• AIM OF THE EXERCISE:
Copy each line of the entries beneath that contains the word "expression".

RECORDS SUPPLIED below:

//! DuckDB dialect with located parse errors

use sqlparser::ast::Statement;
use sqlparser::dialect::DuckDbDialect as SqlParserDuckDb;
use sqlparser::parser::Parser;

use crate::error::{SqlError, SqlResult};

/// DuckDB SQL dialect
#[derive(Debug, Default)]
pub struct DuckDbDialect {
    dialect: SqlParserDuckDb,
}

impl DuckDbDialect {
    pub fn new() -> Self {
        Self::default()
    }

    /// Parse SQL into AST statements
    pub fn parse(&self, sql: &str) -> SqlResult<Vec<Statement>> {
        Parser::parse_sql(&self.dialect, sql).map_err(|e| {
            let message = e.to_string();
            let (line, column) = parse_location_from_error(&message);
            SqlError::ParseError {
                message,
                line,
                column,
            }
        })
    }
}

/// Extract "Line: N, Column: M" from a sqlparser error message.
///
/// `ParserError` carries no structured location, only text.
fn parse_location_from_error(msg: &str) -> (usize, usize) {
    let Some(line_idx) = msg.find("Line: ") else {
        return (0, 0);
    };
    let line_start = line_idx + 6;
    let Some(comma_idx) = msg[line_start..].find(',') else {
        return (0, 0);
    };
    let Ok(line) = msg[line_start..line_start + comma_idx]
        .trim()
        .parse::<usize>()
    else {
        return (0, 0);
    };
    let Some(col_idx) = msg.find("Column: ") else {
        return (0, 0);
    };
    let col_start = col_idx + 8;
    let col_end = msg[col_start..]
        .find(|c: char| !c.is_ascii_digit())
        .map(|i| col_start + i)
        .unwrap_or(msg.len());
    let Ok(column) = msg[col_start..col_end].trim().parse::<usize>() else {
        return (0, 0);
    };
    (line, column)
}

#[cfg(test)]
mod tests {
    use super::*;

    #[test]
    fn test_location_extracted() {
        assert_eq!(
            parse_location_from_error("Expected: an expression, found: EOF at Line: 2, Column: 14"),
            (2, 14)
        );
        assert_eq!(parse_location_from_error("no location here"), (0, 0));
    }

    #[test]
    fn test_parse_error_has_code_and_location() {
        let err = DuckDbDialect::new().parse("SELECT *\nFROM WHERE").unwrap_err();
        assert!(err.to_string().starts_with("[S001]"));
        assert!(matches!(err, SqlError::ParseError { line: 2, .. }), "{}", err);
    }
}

End of RECORDS SUPPLIED.
RECORDS SUPPLIED below:

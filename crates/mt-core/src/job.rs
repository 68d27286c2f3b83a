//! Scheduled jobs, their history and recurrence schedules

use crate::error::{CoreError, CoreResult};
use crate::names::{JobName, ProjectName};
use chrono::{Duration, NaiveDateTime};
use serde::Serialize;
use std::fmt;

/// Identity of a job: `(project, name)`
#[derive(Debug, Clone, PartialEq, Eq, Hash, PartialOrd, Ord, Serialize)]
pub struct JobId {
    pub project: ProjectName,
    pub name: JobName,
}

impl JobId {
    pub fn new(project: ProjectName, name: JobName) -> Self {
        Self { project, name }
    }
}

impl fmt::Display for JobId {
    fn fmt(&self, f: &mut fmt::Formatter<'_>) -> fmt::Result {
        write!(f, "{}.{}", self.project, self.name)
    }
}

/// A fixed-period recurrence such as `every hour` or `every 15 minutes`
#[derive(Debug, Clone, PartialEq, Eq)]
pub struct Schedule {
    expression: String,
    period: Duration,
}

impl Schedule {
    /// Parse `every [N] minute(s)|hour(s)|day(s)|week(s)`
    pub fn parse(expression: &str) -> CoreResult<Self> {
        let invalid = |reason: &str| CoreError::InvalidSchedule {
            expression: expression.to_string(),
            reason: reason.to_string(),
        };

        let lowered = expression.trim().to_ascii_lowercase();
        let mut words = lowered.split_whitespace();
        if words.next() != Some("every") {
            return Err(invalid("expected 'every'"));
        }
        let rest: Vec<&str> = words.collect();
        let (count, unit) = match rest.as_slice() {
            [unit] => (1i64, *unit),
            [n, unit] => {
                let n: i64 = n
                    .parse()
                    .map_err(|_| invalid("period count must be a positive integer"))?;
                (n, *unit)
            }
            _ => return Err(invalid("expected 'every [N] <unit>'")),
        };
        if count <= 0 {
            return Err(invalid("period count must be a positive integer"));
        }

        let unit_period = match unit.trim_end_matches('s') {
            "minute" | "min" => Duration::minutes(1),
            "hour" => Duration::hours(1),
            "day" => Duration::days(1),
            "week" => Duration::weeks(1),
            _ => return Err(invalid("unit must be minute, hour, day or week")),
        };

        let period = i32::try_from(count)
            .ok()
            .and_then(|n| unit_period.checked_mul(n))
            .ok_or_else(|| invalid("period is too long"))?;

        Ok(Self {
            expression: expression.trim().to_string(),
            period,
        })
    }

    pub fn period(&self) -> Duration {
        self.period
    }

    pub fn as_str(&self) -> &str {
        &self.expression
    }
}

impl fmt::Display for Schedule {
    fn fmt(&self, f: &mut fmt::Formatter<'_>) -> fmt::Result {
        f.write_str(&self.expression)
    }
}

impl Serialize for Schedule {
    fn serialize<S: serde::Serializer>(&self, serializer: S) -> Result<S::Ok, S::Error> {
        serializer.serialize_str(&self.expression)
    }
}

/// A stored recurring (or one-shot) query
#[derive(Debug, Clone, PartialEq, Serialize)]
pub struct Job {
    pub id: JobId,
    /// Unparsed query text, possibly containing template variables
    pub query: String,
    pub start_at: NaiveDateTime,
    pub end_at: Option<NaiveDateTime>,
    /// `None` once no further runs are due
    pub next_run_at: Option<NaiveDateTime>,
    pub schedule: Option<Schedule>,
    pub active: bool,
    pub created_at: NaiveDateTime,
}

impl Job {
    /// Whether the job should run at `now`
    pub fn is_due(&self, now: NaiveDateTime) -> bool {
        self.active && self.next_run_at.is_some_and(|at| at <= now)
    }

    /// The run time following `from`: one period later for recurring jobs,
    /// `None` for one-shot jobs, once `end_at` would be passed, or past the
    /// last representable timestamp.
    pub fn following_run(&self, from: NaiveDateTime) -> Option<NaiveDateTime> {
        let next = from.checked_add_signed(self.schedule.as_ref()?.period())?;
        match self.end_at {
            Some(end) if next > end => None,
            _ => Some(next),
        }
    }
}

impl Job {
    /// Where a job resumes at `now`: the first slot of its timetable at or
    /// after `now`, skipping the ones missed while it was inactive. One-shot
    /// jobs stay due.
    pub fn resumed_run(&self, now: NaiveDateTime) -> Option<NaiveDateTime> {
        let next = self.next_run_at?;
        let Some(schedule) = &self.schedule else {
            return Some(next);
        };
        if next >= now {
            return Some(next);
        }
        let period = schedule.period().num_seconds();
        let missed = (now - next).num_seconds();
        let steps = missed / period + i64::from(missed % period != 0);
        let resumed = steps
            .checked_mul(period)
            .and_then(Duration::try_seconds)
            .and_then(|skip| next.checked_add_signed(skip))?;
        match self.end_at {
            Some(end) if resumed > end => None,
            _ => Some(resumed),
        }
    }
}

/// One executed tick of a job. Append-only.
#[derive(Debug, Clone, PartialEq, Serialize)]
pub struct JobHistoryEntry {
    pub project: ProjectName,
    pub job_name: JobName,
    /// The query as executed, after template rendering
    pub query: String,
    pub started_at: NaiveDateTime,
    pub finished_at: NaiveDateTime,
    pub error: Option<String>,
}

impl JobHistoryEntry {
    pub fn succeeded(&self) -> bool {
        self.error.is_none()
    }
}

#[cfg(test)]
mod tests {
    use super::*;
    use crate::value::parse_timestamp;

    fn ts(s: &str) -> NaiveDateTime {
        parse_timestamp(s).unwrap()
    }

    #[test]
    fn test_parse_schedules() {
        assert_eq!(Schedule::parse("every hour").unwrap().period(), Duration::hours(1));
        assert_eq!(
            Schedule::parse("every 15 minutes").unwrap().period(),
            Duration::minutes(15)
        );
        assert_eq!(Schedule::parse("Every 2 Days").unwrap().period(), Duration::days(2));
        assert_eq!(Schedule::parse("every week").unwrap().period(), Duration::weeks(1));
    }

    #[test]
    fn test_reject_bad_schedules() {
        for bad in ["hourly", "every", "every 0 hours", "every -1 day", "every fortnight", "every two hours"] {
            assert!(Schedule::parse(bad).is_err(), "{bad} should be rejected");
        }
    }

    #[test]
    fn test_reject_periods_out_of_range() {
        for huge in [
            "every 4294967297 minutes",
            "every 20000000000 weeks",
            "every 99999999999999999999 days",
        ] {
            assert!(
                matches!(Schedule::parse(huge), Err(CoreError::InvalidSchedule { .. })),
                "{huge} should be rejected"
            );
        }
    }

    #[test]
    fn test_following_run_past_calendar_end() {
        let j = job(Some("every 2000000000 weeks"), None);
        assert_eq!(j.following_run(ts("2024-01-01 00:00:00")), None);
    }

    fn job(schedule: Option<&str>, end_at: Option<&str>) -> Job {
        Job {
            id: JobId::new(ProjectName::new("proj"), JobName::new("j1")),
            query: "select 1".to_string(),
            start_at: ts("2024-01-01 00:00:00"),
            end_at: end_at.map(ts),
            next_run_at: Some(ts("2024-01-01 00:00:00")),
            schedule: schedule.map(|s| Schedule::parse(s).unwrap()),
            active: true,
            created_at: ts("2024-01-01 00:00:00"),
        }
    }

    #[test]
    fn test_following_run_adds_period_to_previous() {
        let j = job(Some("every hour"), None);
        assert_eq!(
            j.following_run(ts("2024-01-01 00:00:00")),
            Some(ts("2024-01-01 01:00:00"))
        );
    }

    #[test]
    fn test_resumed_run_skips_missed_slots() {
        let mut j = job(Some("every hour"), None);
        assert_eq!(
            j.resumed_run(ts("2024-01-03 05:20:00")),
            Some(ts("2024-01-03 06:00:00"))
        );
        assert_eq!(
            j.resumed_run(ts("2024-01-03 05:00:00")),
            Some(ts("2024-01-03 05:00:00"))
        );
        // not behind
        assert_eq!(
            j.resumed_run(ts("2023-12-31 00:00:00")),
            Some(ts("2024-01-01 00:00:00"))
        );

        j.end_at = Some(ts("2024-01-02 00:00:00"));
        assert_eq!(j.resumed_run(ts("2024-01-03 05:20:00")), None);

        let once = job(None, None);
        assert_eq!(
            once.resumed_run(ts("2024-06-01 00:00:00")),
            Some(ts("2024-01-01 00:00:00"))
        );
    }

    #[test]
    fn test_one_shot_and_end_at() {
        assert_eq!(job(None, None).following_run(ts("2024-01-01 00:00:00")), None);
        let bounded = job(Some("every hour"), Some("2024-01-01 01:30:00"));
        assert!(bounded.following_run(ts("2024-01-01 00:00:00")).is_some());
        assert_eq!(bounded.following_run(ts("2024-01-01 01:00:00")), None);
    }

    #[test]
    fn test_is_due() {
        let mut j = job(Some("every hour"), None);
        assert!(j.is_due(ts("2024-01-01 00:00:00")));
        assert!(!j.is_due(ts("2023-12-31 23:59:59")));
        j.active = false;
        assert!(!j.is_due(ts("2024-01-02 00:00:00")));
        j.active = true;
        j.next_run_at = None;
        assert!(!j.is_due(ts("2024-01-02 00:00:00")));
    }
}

End of RECORDS SUPPLIED.

• YOUR SOLUTION:
            parse_location_from_error("Expected: an expression, found: EOF at Line: 2, Column: 14"),
    expression: String,
    pub fn parse(expression: &str) -> CoreResult<Self> {
            expression: expression.to_string(),
        let lowered = expression.trim().to_ascii_lowercase();
            expression: expression.trim().to_string(),
        &self.expression
        f.write_str(&self.expression)
        serializer.serialize_str(&self.expression)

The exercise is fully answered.